The Grammy award-winning singer-songwriter is scheduled to sing the Ray Charles version of "America The Beautiful" during the U.S. space agency's broadcast of the countdown to the launch of the Mars 2020 Perseverance Rover Mission at Cape Canaveral in Florida. Porter said he will perform from his living room in Bakersfield, California because of the coronavirus pandemic. His record label said Porter was invited after NASA officials heard "Concorde."

"I wrote the song when I was on an airplane thinking about the idea of ascension, both in the body but in the mind as well. Flying into the stratosphere," Porter told Reuters, adding how "surreal" it was first hearing from the space agency. "Anyway, NASA caught wind of it and they were interested... in partnering in the release of the song and the release of the video."
In the "Concorde" music video, Porter is dressed as an astronaut and appears opposite his young son, Demyan. "When I'm floating around in the galaxy, hanging out with the stars, the sweetest thing to do is to come back down, to drop down to and to be on the soil and to be with your loved ones. And that's what the song is about," Porter said.

Porter said he has been a spaceflight fan since watching NASA's first shuttle launch Colombia in 1981. He remembers as a 9 year old being concerned about how the astronauts would return to Earth and making sure they landed back at Edwards Air Force Base, not far from his childhood home.
Life in lockdown has meant Porter spending more time with his son, but his family has also been personally affected by the coronavirus. The singer said "Concorde" celebrates his late brother, actor Lloyd Porter's life, who sadly passed away in early May from complications due to COVID-19. The song that is featured on new album "All Rise" was launched on New York-based Lloyd's birthday of July 23. Porter said his passing has brought the family, now seven siblings even closer together than before.

"I'm celebrating his life and also his life in my music as well. So, yes, it is an extraordinary, extraordinary time," he said. The robotic rover is intended to study Martian geology and seek signs of ancient microbial life. "All Rise" is released August 28 by Blue Note Records/Universal Music Group.

Thursday, July 16, 2020

First images taken by the Solar Orbiter are released by ESA



The European Space Agency and NASA released on Thursday the first images of their joint Sun-observing mission, the Solar Orbiter. The pictures, taken at an approximate distance of 77 million kilometres away from the Sun, revealed omnipresent miniature solar flares, dubbed 'campfires', near the surface of the Sun.

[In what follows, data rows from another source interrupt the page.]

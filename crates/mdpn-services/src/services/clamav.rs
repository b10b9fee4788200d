use async_trait::async_trait;
use clamav_client::{clean, Tcp};
use std::path::Path;
use std::str;
use std::time::{Duration, Instant};

use mdpn_core::ScanError;
use mdpn_processing::VirusScanner;

/// Daemon-based malware scanner talking to `clamd` over TCP.
///
/// Always fails closed: an unreachable daemon or an unparseable reply is a
/// scan failure, never a pass.
#[derive(Clone)]
pub struct ClamdService {
    host: String,
    port: u16,
    /// Timeout in seconds for each scan operation (default: 600)
    timeout_secs: u64,
}

/// Verdict parsed from a daemon reply.
#[derive(Debug, PartialEq, Eq)]
pub enum ScanResult {
    Clean,
    Infected(String),
}

impl ClamdService {
    pub fn new(host: String, port: u16) -> Self {
        Self::with_timeout(host, port, 600)
    }

    /// Create with a custom scan timeout (packages can be several gigabytes).
    pub fn with_timeout(host: String, port: u16, timeout_secs: u64) -> Self {
        Self {
            host,
            port,
            timeout_secs,
        }
    }

    /// Stream a file to the daemon using the sync API inside spawn_blocking.
    /// Returns the raw daemon reply.
    async fn scan_file(&self, path: &Path) -> Result<Vec<u8>, ScanError> {
        let address = format!("{}:{}", self.host, self.port);
        let path = path.to_path_buf();
        let timeout_secs = self.timeout_secs;

        let result = tokio::time::timeout(
            Duration::from_secs(timeout_secs),
            tokio::task::spawn_blocking(move || {
                let connection = Tcp {
                    host_address: address.as_str(),
                };
                clamav_client::scan_file(&path, connection, None)
            }),
        )
        .await;

        match result {
            Ok(Ok(Ok(reply))) => Ok(reply),
            Ok(Ok(Err(e))) => Err(ScanError::Unavailable(format!("clamd scan error: {}", e))),
            Ok(Err(e)) => Err(ScanError::ToolFailed {
                code: None,
                message: format!("clamd scan task join error: {}", e),
            }),
            Err(_) => Err(ScanError::ToolFailed {
                code: None,
                message: format!("clamd scan timeout (exceeded {} seconds)", timeout_secs),
            }),
        }
    }
}

/// Interpret a daemon reply such as `stream: Eicar-Signature FOUND`.
pub fn parse_reply(reply: &[u8]) -> Result<ScanResult, ScanError> {
    let is_clean = clean(reply).map_err(|e| ScanError::ToolFailed {
        code: None,
        message: format!("Failed to parse clamd response: {}", e),
    })?;
    if is_clean {
        return Ok(ScanResult::Clean);
    }

    let response = str::from_utf8(reply)
        .map(|s| s.trim_matches(|c: char| c.is_whitespace() || c == '\0'))
        .unwrap_or("unknown");
    if !response.contains("FOUND") {
        return Err(ScanError::ToolFailed {
            code: None,
            message: response.to_string(),
        });
    }
    let signature = response
        .split(':')
        .nth(1)
        .unwrap_or("unknown")
        .trim()
        .trim_end_matches("FOUND")
        .trim()
        .to_string();
    Ok(ScanResult::Infected(signature))
}

#[async_trait]
impl VirusScanner for ClamdService {
    async fn scan(&self, path: &Path, report_path: &Path) -> Result<(), ScanError> {
        let start = Instant::now();
        tracing::debug!(host = %self.host, port = %self.port, path = %path.display(), "Starting clamd scan");

        let reply = self.scan_file(path).await;
        let report = match &reply {
            Ok(bytes) => format!("{}: {}\n", path.display(), String::from_utf8_lossy(bytes).trim()),
            Err(e) => format!("{}: ERROR {}\n", path.display(), e),
        };
        tokio::fs::write(report_path, report).await?;

        match parse_reply(&reply?)? {
            ScanResult::Clean => {
                tracing::info!(
                    duration_ms = start.elapsed().as_millis(),
                    "File scan completed: clean"
                );
                Ok(())
            }
            ScanResult::Infected(signature) => {
                tracing::warn!(
                    duration_ms = start.elapsed().as_millis(),
                    virus = %signature,
                    "File scan detected virus"
                );
                Err(ScanError::Infected(signature))
            }
        }
    }
}
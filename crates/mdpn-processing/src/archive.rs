//! Bag member extraction and manifest page rendering.
//!
//! Only `NAME/bag-info.txt` and `NAME/manifest-sha256.txt` are pulled out of
//! the tar; the payload is never unpacked on the ingest host.

use std::fs;
use std::io::Read;
use std::path::{Component, Path, PathBuf};

use mdpn_core::constants::{
    BAG_INFO_FILE, CHECKSUM_MANIFEST_FILE, MANIFEST_PAGE_FILE, RIGHTS_STATEMENT,
};
use mdpn_core::{BagMetadata, ExtractionError};

/// What extraction left behind in the AU directory.
#[derive(Debug, Clone)]
pub struct ExtractedBag {
    pub au_dir: PathBuf,
    pub metadata: BagMetadata,
    pub bag_info_path: PathBuf,
    pub manifest_page_path: PathBuf,
}

/// Extract the two bag members of `tar_path` into `dest_root/au_name/`,
/// render the manifest page and drop the raw checksum manifest.
///
/// Runs on the blocking pool; tar reading is synchronous.
pub async fn extract_bag(
    tar_path: &Path,
    dest_root: &Path,
    au_name: &str,
) -> Result<ExtractedBag, ExtractionError> {
    let tar_path = tar_path.to_path_buf();
    let dest_root = dest_root.to_path_buf();
    let au_name = au_name.to_string();

    tokio::task::spawn_blocking(move || extract_bag_blocking(&tar_path, &dest_root, &au_name))
        .await
        .map_err(|e| ExtractionError::Task(e.to_string()))?
}

fn extract_bag_blocking(
    tar_path: &Path,
    dest_root: &Path,
    au_name: &str,
) -> Result<ExtractedBag, ExtractionError> {
    let wanted_info = Path::new(au_name).join(BAG_INFO_FILE);
    let wanted_manifest = Path::new(au_name).join(CHECKSUM_MANIFEST_FILE);

    let file = fs::File::open(tar_path)?;
    let mut archive = tar::Archive::new(file);

    let mut bag_info: Option<String> = None;
    let mut checksums: Option<String> = None;

    let entries = archive
        .entries()
        .map_err(|e| ExtractionError::Archive(e.to_string()))?;
    for entry in entries {
        let mut entry = entry.map_err(|e| ExtractionError::Archive(e.to_string()))?;
        let path = normalize_member_path(
            &entry
                .path()
                .map_err(|e| ExtractionError::Archive(e.to_string()))?,
        );

        let slot = if path == wanted_info {
            &mut bag_info
        } else if path == wanted_manifest {
            &mut checksums
        } else {
            continue;
        };

        let mut bytes = Vec::new();
        entry
            .read_to_end(&mut bytes)
            .map_err(|e| ExtractionError::Archive(e.to_string()))?;
        *slot = Some(String::from_utf8_lossy(&bytes).into_owned());

        if bag_info.is_some() && checksums.is_some() {
            break;
        }
    }

    let bag_info = bag_info.ok_or_else(|| missing(&wanted_info))?;
    let checksums = checksums.ok_or_else(|| missing(&wanted_manifest))?;

    let au_dir = dest_root.join(au_name);
    fs::create_dir_all(&au_dir)?;

    let bag_info_path = au_dir.join(BAG_INFO_FILE);
    let checksum_path = au_dir.join(CHECKSUM_MANIFEST_FILE);
    fs::write(&bag_info_path, &bag_info)?;
    fs::write(&checksum_path, &checksums)?;

    let metadata = BagMetadata::parse(&bag_info);
    let title = metadata.title_or(au_name).to_string();

    let manifest_page_path = au_dir.join(MANIFEST_PAGE_FILE);
    fs::write(
        &manifest_page_path,
        render_manifest_page(&title, &bag_info, &checksums),
    )?;
    fs::remove_file(&checksum_path)?;

    tracing::debug!(
        au = %au_name,
        fields = metadata.len(),
        "Extracted bag descriptor and rendered manifest page"
    );

    Ok(ExtractedBag {
        au_dir,
        metadata,
        bag_info_path,
        manifest_page_path,
    })
}

fn missing(path: &Path) -> ExtractionError {
    ExtractionError::MissingMember(path.display().to_string())
}

/// Drop `./` prefixes so `./NAME/bag-info.txt` matches `NAME/bag-info.txt`.
fn normalize_member_path(path: &Path) -> PathBuf {
    path.components()
        .filter(|c| !matches!(c, Component::CurDir))
        .collect()
}

/// HTML page served to the crawler from the AU directory. Carries the
/// permission statement the crawler looks for.
pub fn render_manifest_page(title: &str, bag_info: &str, checksums: &str) -> String {
    let title = escape_html(title);
    format!(
        "<html>\n<head><title>{title} MDPN LOCKSS Manifest Page</title></head>\n<body>\n\
         <h1>{title}</h1>\n\
         <h2>{BAG_INFO_FILE}</h2>\n<pre>{}</pre>\n\
         <h2>{CHECKSUM_MANIFEST_FILE}</h2>\n<pre>{}</pre>\n\
         <p>{RIGHTS_STATEMENT}</p>\n</body>\n</html>\n",
        escape_html(bag_info),
        escape_html(checksums),
    )
}

pub fn escape_html(s: &str) -> String {
    let mut out = String::with_capacity(s.len());
    for c in s.chars() {
        match c {
            '&' => out.push_str("&amp;"),
            '<' => out.push_str("&lt;"),
            '>' => out.push_str("&gt;"),
            '"' => out.push_str("&quot;"),
            '\'' => out.push_str("&#39;"),
            _ => out.push(c),
        }
    }
    out
}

They are the first images taken of the star's surface from a closer distance, and it remains unclear whether the so-called 'campfires' are tiny versions of big flares or whether they are driven by different mechanisms. The Solar Orbiter was launched in February 2020. It carries six remote-sensing instruments, or telescopes, to picture the Sun and its surroundings, and four instruments aimed at monitoring the environment around the spacecraft.

By comparing the data from both sets of instruments, scientists hope to get insights into the generation of solar wind, that is, the stream of charged particles coming from the Sun that influences the entire Solar System. "This is not as close as we will eventually get. Our closest approach will be just over a quarter of the distance between the Sun and Earth and we will reach that in about two years time," promised Daniel Mueller, the ESA's Solar Orbiter Project scientist.
"that is really important to understanding the global magnetic field of the Sun. Those polar regions are important. So we will be able to model better the global magnetic field, how it is interacting with itself and how it is driving space weather. So it is going to be very exciting to see what those poles offer and determine a little more understanding about how the Sun operates and how it drives it heliosphere." solar orbiter project scientist at NASA, Holly R. Gilbert said.